_YOUR INSTRUCTIONS_. Please return the entries, omitting and altering nothing.

▼

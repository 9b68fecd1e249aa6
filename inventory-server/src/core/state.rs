use surrealdb::Surreal;
use surrealdb::engine::local::Db;

use crate::core::Config;
use crate::db::DbService;

/// 服务器状态 - 持有配置和数据库的共享引用
///
/// 使用 Clone 实现浅拷贝 (Surreal<Db> 内部是 Arc)，所有权成本极低。
#[derive(Clone, Debug)]
pub struct ServerState {
    /// 服务器配置
    pub config: Config,
    /// 嵌入式数据库 (SurrealDB)
    pub db: Surreal<Db>,
}

impl ServerState {
    /// 创建服务器状态 (手动构造)
    ///
    /// 通常使用 [`initialize()`](Self::initialize) 方法代替
    pub fn new(config: Config, db: Surreal<Db>) -> Self {
        Self { config, db }
    }

    /// 初始化服务器状态
    ///
    /// 按顺序初始化：
    /// 1. 工作目录结构 (确保目录存在)
    /// 2. 数据库 (work_dir/database/inventory.db)
    ///
    /// # Panics
    ///
    /// 数据库初始化失败时 panic
    pub async fn initialize(config: &Config) -> Self {
        config
            .ensure_work_dir_structure()
            .expect("Failed to create work directory structure");

        let db_path = config.database_dir().join("inventory.db");
        let db_path_str = db_path.to_string_lossy();

        let db_service = DbService::new(&db_path_str)
            .await
            .expect("Failed to initialize database");

        Self::new(config.clone(), db_service.db)
    }

    /// 获取数据库实例
    pub fn get_db(&self) -> Surreal<Db> {
        self.db.clone()
    }
}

▲

_SOLUTION TO THE EXERCISE_.
repository 9b68fecd1e249aa6
filename inventory-server/src/core/state.rs
use surrealdb::Surreal;
use surrealdb::engine::local::Db;

use crate::core::Config;
use crate::db::DbService;

/// 服务器状态 - 持有配置和数据库的共享引用
///
/// 使用 Clone 实现浅拷贝 (Surreal<Db> 内部是 Arc)，所有权成本极低。
#[derive(Clone, Debug)]
pub struct ServerState {
    /// 服务器配置
    pub config: Config,
    /// 嵌入式数据库 (SurrealDB)
    pub db: Surreal<Db>,
}

impl ServerState {
    /// 创建服务器状态 (手动构造)
    ///
    /// 通常使用 [`initialize()`](Self::initialize) 方法代替
    pub fn new(config: Config, db: Surreal<Db>) -> Self {
        Self { config, db }
    }

    /// 初始化服务器状态
    ///
    /// 按顺序初始化：
    /// 1. 工作目录结构 (确保目录存在)
    /// 2. 数据库 (work_dir/database/inventory.db)
    ///
    /// # Panics
    ///
    /// 数据库初始化失败时 panic
    pub async fn initialize(config: &Config) -> Self {
        config
            .ensure_work_dir_structure()
            .expect("Failed to create work directory structure");

        let db_path = config.database_dir().join("inventory.db");
        let db_path_str = db_path.to_string_lossy();

        let db_service = DbService::new(&db_path_str)
            .await
            .expect("Failed to initialize database");

        Self::new(config.clone(), db_service.db)
    }

    /// 获取数据库实例
    pub fn get_db(&self) -> Surreal<Db> {
        self.db.clone()
    }
}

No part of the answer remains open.